## [Problem to work on]
Go from the first line below to the one with "ranges, reported by" and print each line exactly.

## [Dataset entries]

▬▬▬▬▬▬▬▬▬▬

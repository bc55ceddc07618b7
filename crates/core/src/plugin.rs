// SPDX-License-Identifier: BUSL-1.1
// Copyright (c) 2026 Alfred Jean LLC

//! The plugin contract the executor uses to invoke swappable training and
//! generation backends (spec §4.5). The backends themselves are external
//! collaborators; `oj-adapters` provides the two concrete implementations
//! this workspace ships.

use serde_json::Value as Json;
use std::sync::atomic::{AtomicBool, Ordering};
use std::sync::Arc;

use crate::event::JobLogEntry;

/// Cooperative cancellation signal, checked by the plugin at the same
/// cadence it reports progress (spec §4.5). Cloning shares the same
/// underlying flag.
#[derive(Clone, Default)]
pub struct CancelToken {
    flag: Arc<AtomicBool>,
}

impl CancelToken {
    pub fn new() -> Self {
        Self::default()
    }

    pub fn cancel(&self) {
        self.flag.store(true, Ordering::SeqCst);
    }

    pub fn is_set(&self) -> bool {
        self.flag.load(Ordering::SeqCst)
    }
}

/// A schema of accepted config keys and their ranges, reported by
/// `capabilities()` and used by the API's config validator.
#[derive(Debug, Clone, serde::Serialize, serde::Deserialize)]
pub struct PluginCapabilities {
    pub backend: String,
    /// Maps config key -> a human-readable description of its accepted range.
    pub parameters: std::collections::BTreeMap<String, String>,
    pub wired: bool,
    #[serde(default, skip_serializing_if = "Option::is_none")]
    pub reason: Option<String>,
}

impl PluginCapabilities {
    /// Validates a config object against the declared parameter schema.
    /// Returns the name of the first unsupported key found, if any.
    pub fn reject_unsupported(&self, config: &Json) -> Option<String> {
        let obj = config.as_object()?;
        obj.keys()
            .find(|key| !self.parameters.contains_key(key.as_str()))
            .cloned()
    }
}

/// The outcome of a plugin's `run()` invocation.
#[derive(Debug, Clone, Default, serde::Serialize, serde::Deserialize)]
pub struct RunResult {
    pub success: bool,
    #[serde(default, skip_serializing_if = "Option::is_none")]
    pub artifact_path: Option<String>,
    #[serde(default)]
    pub samples: Vec<String>,
    #[serde(default, skip_serializing_if = "Option::is_none")]
    pub error: Option<String>,
    #[serde(default, skip_serializing_if = "Option::is_none")]
    pub error_type: Option<String>,
}

/// A sink the plugin uses to report progress; implemented by
/// `oj-engine`'s `JobLogger` so `oj-adapters` doesn't need to depend on
/// `oj-engine`.
#[async_trait::async_trait]
pub trait ProgressSink: Send + Sync {
    async fn log(&self, entry: JobLogEntry);
}

/// External collaborator invoked by the executor (spec §4.5 Plugin contract).
#[async_trait::async_trait]
pub trait Plugin: Send + Sync {
    fn capabilities(&self) -> PluginCapabilities;

    async fn run(
        &self,
        config: Json,
        logger: Arc<dyn ProgressSink>,
        cancel_token: CancelToken,
    ) -> RunResult;
}

/// Runtime paths the executor injects into a job's config before handing
/// it to a plugin. The config a caller submits to `POST /training` or
/// `POST /generation` is validated against `PluginCapabilities::parameters`
/// and never contains these keys; the executor adds them afterward so the
/// plugin knows where to write samples and artifacts without the plugin
/// contract itself needing a path parameter.
pub mod runtime_keys {
    pub const JOB_ID: &str = "__job_id";
    pub const SAMPLE_DIR: &str = "__sample_dir";
    pub const VOLUME_ROOT: &str = "__volume_root";
}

▬▬▬▬▬▬▬▬▬▬

## [Response to this task]
repository bc55ceddc07618b7
filename crates/core/src/plugin.rs
// SPDX-License-Identifier: BUSL-1.1
// Copyright (c) 2026 Alfred Jean LLC

//! The plugin contract the executor uses to invoke swappable training and
//! generation backends (spec §4.5). The backends themselves are external
//! collaborators; `oj-adapters` provides the two concrete implementations
//! this workspace ships.

use serde_json::Value as Json;
use std::sync::atomic::{AtomicBool, Ordering};
use std::sync::Arc;

use crate::event::JobLogEntry;

/// Cooperative cancellation signal, checked by the plugin at the same
/// cadence it reports progress (spec §4.5). Cloning shares the same
/// underlying flag.
#[derive(Clone, Default)]
pub struct CancelToken {
    flag: Arc<AtomicBool>,
}

impl CancelToken {
    pub fn new() -> Self {
        Self::default()
    }

    pub fn cancel(&self) {
        self.flag.store(true, Ordering::SeqCst);
    }

    pub fn is_set(&self) -> bool {
        self.flag.load(Ordering::SeqCst)
    }
}

/// A schema of accepted config keys and their ranges, reported by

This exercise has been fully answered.